1 By the waters of Babylon,
there we sat down and wept,
when we remembered Zion.
2 On the willows there
we hung up our lyres.
3 For there our captors
required of us songs,
and our tormentors, mirth, saying,
“Sing us one of the songs of Zion!”
4 How shall we sing the LORD’s song
in a foreign land?
5 If I forget you, O Jerusalem,
let my right hand forget its skill!
6 Let my tongue stick to the roof of my mouth,
if I do not remember you,
if I do not set Jerusalem
above my highest joy!
7 Remember, O LORD, against the Edomites
the day of Jerusalem,
how they said, “Lay it bare, lay it bare,
down to its foundations!”
8 O daughter of Babylon, doomed to be destroyed,
blessed shall he be who repays you
with what you have done to us!
9 Blessed shall he be who takes your little ones
and dashes them against the rock!
Psalm 137, ESV
As I’ve written recently, “The Psalms keep us honest, legitimizing and giving voice to a whole range of human emotions.” But verse nine above certainly takes the cake.
Most of us—who even know it’s in there—feel really uncomfortable with a verse like this being associated with our faith. Yet, thankfully, most of us have also had little personal experience with the kind of radical, soul-crushing evil that this psalm recalls. The kind that does permanent damage and leaves dead bodies in its wake. The kind that leaves others still standing but dead inside, or so numb that they’re now only able to see through a haze of rage and despair. Again, gratefully, most of us know little of this kind of trauma. Maybe if we’ve watched the movie Shindler’s List or been to the Holocaust Museum, we can imagine what this kind of horror might be like from a distance.
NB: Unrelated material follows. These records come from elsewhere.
//! Configuration loading, validation, and credential resolution for Dost.
//!
//! Loads configuration from `~/.dost/config.toml` with environment variable
//! overrides. Validates all settings at startup; a missing credential or model
//! identifier is fatal before any turn is processed.

pub mod secrets;

use serde::{Deserialize, Serialize};
use std::path::{Path, PathBuf};

pub use secrets::{ConfigValue, EnvVar, FnSource, SecretResolver, SecretSource, SecretsFile};

/// The root configuration structure.
///
/// Maps directly to `~/.dost/config.toml`.
#[derive(Clone, Serialize, Deserialize)]
pub struct AppConfig {
    /// API key. Usually left empty in favor of secrets.toml or the environment.
    #[serde(default, skip_serializing_if = "Option::is_none")]
    pub api_key: Option<String>,

    /// Completion provider preset
    #[serde(default = "default_provider")]
    pub provider: String,

    /// Model identifier sent with every request
    #[serde(default = "default_model")]
    pub model: String,

    /// Override the provider's base URL
    #[serde(default, skip_serializing_if = "Option::is_none")]
    pub api_url: Option<String>,

    /// Sampling temperature
    #[serde(default = "default_temperature")]
    pub temperature: f32,

    /// Max tokens per reply; unset lets the provider decide
    #[serde(default, skip_serializing_if = "Option::is_none")]
    pub max_tokens: Option<u32>,

    /// Context window and conversation text
    #[serde(default)]
    pub context: ContextConfig,

    /// Transcript export settings
    #[serde(default)]
    pub export: ExportConfig,
}

fn default_provider() -> String {
    "groq".into()
}
fn default_model() -> String {
    "llama-3.1-8b-instant".into()
}
fn default_temperature() -> f32 {
    0.7
}

fn redact(s: &Option<String>) -> &'static str {
    match s {
        Some(_) => "[REDACTED]",
        None => "None",
    }
}

impl std::fmt::Debug for AppConfig {
    fn fmt(&self, f: &mut std::fmt::Formatter<'_>) -> std::fmt::Result {
        f.debug_struct("AppConfig")
            .field("api_key", &redact(&self.api_key))
            .field("provider", &self.provider)
            .field("model", &self.model)
            .field("api_url", &self.api_url)
            .field("temperature", &self.temperature)
            .field("max_tokens", &self.max_tokens)
            .field("context", &self.context)
            .field("export", &self.export)
            .finish()
    }
}

#[derive(Debug, Clone, Serialize, Deserialize)]
pub struct ContextConfig {
    /// How many trailing transcript turns are sent with each request
    #[serde(default = "default_window_size")]
    pub window_size: usize,

    /// Inline instruction text replacing the built-in tutor policy
    #[serde(default, skip_serializing_if = "Option::is_none")]
    pub instruction: Option<String>,

    /// File holding the instruction text (relative paths resolve against the config dir)
    #[serde(default, skip_serializing_if = "Option::is_none")]
    pub instruction_file: Option<String>,

    /// Seed turn every session starts with
    #[serde(default = "default_greeting")]
    pub greeting: String,

    /// Text recorded in the transcript when a completion call fails
    #[serde(default = "default_error_message")]
    pub error_message: String,
}

fn default_window_size() -> usize {
    12
}
fn default_greeting() -> String {
    "Hello! Main aapka AI-DSA Assistant hoon. Mujhse koi bhi DSA-related sawal poochein, \
     jaise Binary Search ya Merge Sort."
        .into()
}
fn default_error_message() -> String {
    "Error: Response fetch nahi ho paya. Please try again.".into()
}

impl Default for ContextConfig {
    fn default() -> Self {
        Self {
            window_size: default_window_size(),
            instruction: None,
            instruction_file: None,
            greeting: default_greeting(),
            error_message: default_error_message(),
        }
    }
}

#[derive(Debug, Clone, Serialize, Deserialize)]
pub struct ExportConfig {
    #[serde(default = "default_export_title")]
    pub title: String,

    #[serde(default = "default_file_name")]
    pub file_name: String,

    /// Supplementary font used for every glyph when the file exists
    #[serde(default = "default_font_path")]
    pub font_path: String,

    #[serde(default = "default_page_width_mm")]
    pub page_width_mm: f32,

    #[serde(default = "default_page_height_mm")]
    pub page_height_mm: f32,

    #[serde(default = "default_margin_mm")]
    pub margin_left_mm: f32,

    #[serde(default = "default_margin_mm")]
    pub margin_right_mm: f32,

    #[serde(default = "default_margin_mm")]
    pub margin_top_mm: f32,

    #[serde(default = "default_margin_mm")]
    pub margin_bottom_mm: f32,
}

fn default_export_title() -> String {
    "DSA Dost - Chat Export (Temporary)".into()
}
fn default_file_name() -> String {
    "dsa_chat_history.pdf".into()
}
fn default_font_path() -> String {
    "fonts/NotoSansDevanagari-Regular.ttf".into()
}
// A4
fn default_page_width_mm() -> f32 {
    210.0
}
fn default_page_height_mm() -> f32 {
    297.0
}
fn default_margin_mm() -> f32 {
    20.0
}

impl Default for ExportConfig {
    fn default() -> Self {
        Self {
            title: default_export_title(),
            file_name: default_file_name(),
            font_path: default_font_path(),
            page_width_mm: default_page_width_mm(),
            page_height_mm: default_page_height_mm(),
            margin_left_mm: default_margin_mm(),
            margin_right_mm: default_margin_mm(),
            margin_top_mm: default_margin_mm(),
            margin_bottom_mm: default_margin_mm(),
        }
    }
}

/// The two values the session cannot start without.
#[derive(Clone)]
pub struct Credentials {
    pub api_key: String,
    pub model: String,
    /// Label of the source the key came from
    pub source: String,
}

impl std::fmt::Debug for Credentials {
    fn fmt(&self, f: &mut std::fmt::Formatter<'_>) -> std::fmt::Result {
        f.debug_struct("Credentials")
            .field("api_key", &"[REDACTED]")
            .field("model", &self.model)
            .field("source", &self.source)
            .finish()
    }
}

impl AppConfig {
    /// Load configuration from the default path (~/.dost/config.toml).
    ///
    /// Environment overrides:
    /// - `DOST_PROVIDER` replaces `provider`
    /// - `DOST_MODEL` replaces `model`
    pub fn load() -> Result<Self, ConfigError> {
        let config_path = Self::config_dir().join("config.toml");
        Self::load_with_env(&config_path, |name| std::env::var(name).ok())
    }

    /// Load configuration from a specific file path.
    pub fn load_from(path: &Path) -> Result<Self, ConfigError> {
        let config = Self::read(path)?;
        config.validate()?;
        Ok(config)
    }

    /// Load from `path`, apply overrides looked up through `env`, then validate.
    pub fn load_with_env(
        path: &Path,
        env: impl Fn(&str) -> Option<String>,
    ) -> Result<Self, ConfigError> {
        let mut config = Self::read(path)?;

        if let Some(provider) = env("DOST_PROVIDER") {
            config.provider = provider;
        }

        if let Some(model) = env("DOST_MODEL") {
            config.model = model;
        }

        config.validate()?;
        Ok(config)
    }

    fn read(path: &Path) -> Result<Self, ConfigError> {
        if !path.exists() {
            tracing::info!("No config file found at {}, using defaults", path.display());
            return Ok(Self::default());
        }

        let content = std::fs::read_to_string(path).map_err(|e| ConfigError::ReadError {
            path: path.to_path_buf(),
            reason: e.to_string(),
        })?;

        toml::from_str(&content).map_err(|e| ConfigError::ParseError {
            path: path.to_path_buf(),
            reason: e.to_string(),
        })
    }

    /// Get the configuration directory path (`$DOST_CONFIG_DIR` or `~/.dost`).
    pub fn config_dir() -> PathBuf {
        match std::env::var("DOST_CONFIG_DIR") {
            Ok(dir) if !dir.is_empty() => PathBuf::from(dir),
            _ => dirs_home().join(".dost"),
        }
    }

    /// Path of the TOML secrets file.
    pub fn secrets_path() -> PathBuf {
        Self::config_dir().join("secrets.toml")
    }

    /// Validate the configuration.
    fn validate(&self) -> Result<(), ConfigError> {
        // NaN fails the range check too.
        if !(0.0..=2.0).contains(&self.temperature) {
            return Err(ConfigError::ValidationError(
                "temperature must be between 0.0 and 2.0".into(),
            ));
        }

        if self.provider.trim().is_empty() {
            return Err(ConfigError::ValidationError("provider must not be empty".into()));
        }

        let e = &self.export;
        if e.page_width_mm <= e.margin_left_mm + e.margin_right_mm {
            return Err(ConfigError::ValidationError(
                "export.page_width_mm must exceed the left + right margins".into(),
            ));
        }
        if e.page_height_mm <= e.margin_top_mm + e.margin_bottom_mm {
            return Err(ConfigError::ValidationError(
                "export.page_height_mm must exceed the top + bottom margins".into(),
            ));
        }

        Ok(())
    }

    /// The standard credential chain for this config:
    /// config.toml → secrets.toml `[<provider>] api_key` → `$<PROVIDER>_API_KEY` → `$DOST_API_KEY`.
    pub fn credential_resolver(&self, secrets_path: &Path) -> SecretResolver {
        let key_path = [self.provider.as_str(), "api_key"];
        SecretResolver::new()
            .with(ConfigValue::new(self.api_key.clone()))
            .with(SecretsFile::new(secrets_path, &key_path))
            .with(EnvVar::for_key_path(&key_path))
            .with(EnvVar::new("DOST_API_KEY"))
    }

    /// Resolve the credential and model through the given chain.
    pub fn resolve_credentials(
        &self,
        resolver: &SecretResolver,
    ) -> Result<Credentials, ConfigError> {
        let model = self.model.trim();
        if model.is_empty() {
            return Err(ConfigError::MissingModel);
        }

        let (api_key, source) = resolver.resolve().ok_or_else(|| ConfigError::MissingCredential {
            tried: resolver.labels(),
        })?;

        Ok(Credentials {
            api_key,
            model: model.to_string(),
            source,
        })
    }

    /// The instruction override, if one is configured.
    ///
    /// Inline text wins over `instruction_file`. `None` means the built-in policy applies.
    pub fn instruction_override(&self) -> Result<Option<String>, ConfigError> {
        if let Some(text) = &self.context.instruction {
            return Ok(Some(text.clone()));
        }
        let Some(file) = &self.context.instruction_file else {
            return Ok(None);
        };
        let path = self.resolve_path(file);
        std::fs::read_to_string(&path)
            .map(Some)
            .map_err(|e| ConfigError::ReadError {
                path,
                reason: e.to_string(),
            })
    }

    /// Where the supplementary export font is expected.
    pub fn font_path(&self) -> PathBuf {
        self.resolve_path(&self.export.font_path)
    }

    fn resolve_path(&self, raw: &str) -> PathBuf {
        let path = PathBuf::from(raw);
        if path.is_absolute() {
            path
        } else {
            Self::config_dir().join(path)
        }
    }

    /// Generate a default config TOML string (for the `init` command).
    pub fn default_toml() -> String {
        let config = Self::default();
        toml::to_string_pretty(&config).unwrap_or_default()
    }
}

impl Default for AppConfig {
    fn default() -> Self {
        Self {
            api_key: None,
            provider: default_provider(),
            model: default_model(),
            api_url: None,
            temperature: default_temperature(),
            max_tokens: None,
            context: ContextConfig::default(),
            export: ExportConfig::default(),
        }
    }
}

/// Get the user's home directory.
fn dirs_home() -> PathBuf {
    #[cfg(target_os = "windows")]
    {
        std::env::var("USERPROFILE")
            .map(PathBuf::from)
            .unwrap_or_else(|_| PathBuf::from("C:\\Users\\Default"))
    }
    #[cfg(not(target_os = "windows"))]
    {
        std::env::var("HOME")
            .map(PathBuf::from)
            .unwrap_or_else(|_| PathBuf::from("/tmp"))
    }
}

/// Configuration errors. All of them are fatal at startup.
#[derive(Debug, thiserror::Error)]
pub enum ConfigError {
    #[error("Failed to read {path}: {reason}")]
    ReadError { path: PathBuf, reason: String },

    #[error("Failed to parse config file at {path}: {reason}")]
    ParseError { path: PathBuf, reason: String },

    #[error("Configuration validation failed: {0}")]
    ValidationError(String),

    #[error("No API key found (tried: {})", tried.join(", "))]
    MissingCredential { tried: Vec<String> },

    #[error("No model identifier configured")]
    MissingModel,
}

impl From<ConfigError> for dost_core::Error {
    fn from(err: ConfigError) -> Self {
        dost_core::Error::Config {
            message: err.to_string(),
        }
    }
}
If we’ve studied (or been a victim of) some of America’s systemic racism toward Indians, African-Americans, or others maybe we know something about what it means to weep by the waters of Babylon. Or, as OT Scholar Leslie Allen wrote in 1983, “Perhaps the citizen of a European country who has experienced its invasion and destruction would be the best exegete of such a psalm.”[1] In 2023, maybe learning more about what happened or is going on with Ukraine would help us.
Again, most of us have no idea what this kind of Hiroshima and Nagasaki suffering feels like but, regarding Psalm 137, we can take great encouragement in this: This psalm, especially with its inclusion of verse 9, acknowledges and gives legitimacy to the voice of trauma; what’s more, it reminds us that the God of the Bible is “the God who sees” Genesis 16).
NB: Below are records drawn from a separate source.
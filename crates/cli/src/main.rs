//! Dost CLI: the main entry point.
//!
//! Commands:
//! - `init`    Create the config directory, config.toml and a secrets template
//! - `chat`    Interactive tutoring session with slash commands and PDF export
//! - `ask`     Send a single question, optionally exporting the exchange
//! - `doctor`  Diagnose configuration, credentials, font and provider

use std::path::PathBuf;

use clap::{Parser, Subcommand};

mod commands;

#[derive(Parser)]
#[command(
    name = "dost",
    about = "Dost: a DSA tutor chat for the terminal",
    version,
    author
)]
struct Cli {
    #[command(subcommand)]
    command: Commands,

    /// Enable verbose logging
    #[arg(short, long, global = true)]
    verbose: bool,
}

#[derive(Subcommand)]
enum Commands {
    /// Create ~/.dost with a default config and secrets template
    Init,

    /// Start an interactive chat session
    Chat {
        /// Write the transcript as a PDF to this path when the session ends
        #[arg(long, value_name = "PATH")]
        export_on_exit: Option<PathBuf>,
    },

    /// Ask a single question and print the reply
    Ask {
        /// The question to send
        #[arg(short, long)]
        message: String,

        /// Also export the exchange as a PDF to this path
        #[arg(long, value_name = "PATH")]
        pdf: Option<PathBuf>,
    },

    /// Diagnose configuration and connectivity
    Doctor,
}

#[tokio::main]
async fn main() -> Result<(), Box<dyn std::error::Error>> {
    let cli = Cli::parse();

    // Logs go to stderr so replies on stdout stay clean
    let filter = if cli.verbose { "debug" } else { "info" };
    tracing_subscriber::fmt()
        .with_env_filter(
            tracing_subscriber::EnvFilter::try_from_default_env()
                .unwrap_or_else(|_| tracing_subscriber::EnvFilter::new(filter)),
        )
        .with_target(false)
        .with_writer(std::io::stderr)
        .init();

    match cli.command {
        Commands::Init => commands::init::run().await?,
        Commands::Chat { export_on_exit } => commands::chat::run(export_on_exit).await?,
        Commands::Ask { message, pdf } => commands::ask::run(message, pdf).await?,
        Commands::Doctor => commands::doctor::run().await?,
    }

    Ok(())
}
Further, as Walter Brueggemann writes:
Here are two other profound insights on Psalm 137 from Eugene Peterson that I’ve been meditating on:
#1: “The life of prayer carries us into difficult country, a country in which we become aware that evil is far more extensive than anything we ever guessed, where malignity has worked itself perversely and deeply into the world’s ways. As Kant said, ‘Evil is radical.’
We have been brought up, most of us, interpreting what is wrong with the world on a grid of moralism. Moralism trains us in making cool, detached judgments. Deep down the moralist suspects that there are no, or at least not very many, real victims. People get what is coming to them. In the long run, people reap what they sow. The rape victim, the unemployed, the emotionally ill, the prisoner, the refugee—if we were privy to all the details we would see that, in fact, “they asked for it.”
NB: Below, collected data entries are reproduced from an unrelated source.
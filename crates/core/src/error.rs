//! Error types for the Dost domain.
//!
//! Uses `thiserror` for ergonomic error definitions. The completion boundary
//! has its own [`ServiceError`]; configuration and rendering errors live in
//! their crates and convert into [`Error`] there.

use std::path::PathBuf;

use thiserror::Error;

/// The top-level error type for Dost operations.
#[derive(Debug, Error)]
pub enum Error {
    // --- Completion service errors ---
    #[error("Service error: {0}")]
    Service(#[from] ServiceError),

    // --- Configuration errors ---
    #[error("Configuration error: {message}")]
    Config { message: String },

    // --- Document export errors ---
    #[error("Render error: {message}")]
    Render { message: String },

    // --- I/O ---
    #[error("I/O error: {0}")]
    Io(#[from] std::io::Error),

    #[error("Failed to write {}: {source}", path.display())]
    Write {
        path: PathBuf,
        #[source]
        source: std::io::Error,
    },
}

/// Result type alias using our Error.
pub type Result<T> = std::result::Result<T, Error>;

/// A failed call to the completion service.
#[derive(Debug, Clone, Error)]
pub enum ServiceError {
    #[error("API request failed: {message} (status: {status_code})")]
    ApiError { status_code: u16, message: String },

    #[error("Rate limited by provider: {0}")]
    RateLimited(String),

    #[error("Authentication failed: {0}")]
    AuthenticationFailed(String),

    #[error("Malformed response: {0}")]
    MalformedResponse(String),

    #[error("Network error: {0}")]
    Network(String),
}

#[cfg(test)]
mod tests {
    use super::*;

    #[test]
    fn service_error_displays_correctly() {
        let err = Error::Service(ServiceError::ApiError {
            status_code: 503,
            message: "upstream overloaded".into(),
        });
        assert!(err.to_string().contains("503"));
        assert!(err.to_string().contains("upstream overloaded"));
    }

    #[test]
    fn write_error_names_the_path() {
        let err = Error::Write {
            path: PathBuf::from("notes/chat.pdf"),
            source: std::io::Error::new(std::io::ErrorKind::NotFound, "no such directory"),
        };
        assert_eq!(
            err.to_string(),
            "Failed to write notes/chat.pdf: no such directory"
        );
        assert!(std::error::Error::source(&err).is_some());
    }

    #[test]
    fn render_error_displays_message() {
        let err = Error::Render {
            message: "block taller than frame".into(),
        };
        assert_eq!(err.to_string(), "Render error: block taller than frame");
    }
}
The Psalms will have none of this. The Psalms assume a moral structure to life, but their main work is not to train us in judgmental moralism but to grapple with evil.”[2]
#2: “It is easy to be honest before God with our hallelujahs; it is somewhat more difficult to be honest in our hurts; it is nearly impossible to be honest with God in the dark emotions of our hate. So we commonly suppress our negative emotions (unless, neurotically, we advertise them). Or when we do express them, we do it far from the presence, or what we think is the presence, of God, ashamed or embarrassed to be seen in these curse-stained bib overalls. But when we pray the Psalms, these classic prayers of God’s people, we find that that will not do. We must pray who we actually are, not who we think we should be. In prayer, all is not sweetness and light. The way of prayer is not cover for our unlovely emotions so they will appear respectable but expose them so they can be enlisted in the work of the kingdom. Hate, prayed, takes our lives to the bedrock where the foundations of justice are being laid.”[3]
Next week, I’ll share a few more key insights on how all of this relates to the Christian concepts of justice and forgiveness, as well as how the Church often fails victims of serious abuse and trauma.
[1] Leslie C. Allen, Word Biblical Commentary: Psalm 101-150 (Waco, TX: Word, 1983), 242.
[2] Faith That Matters: 365 Devotions from Classic Christian Leaders (New York: HarperOne, 2018), 252
[3] Ibid., 228.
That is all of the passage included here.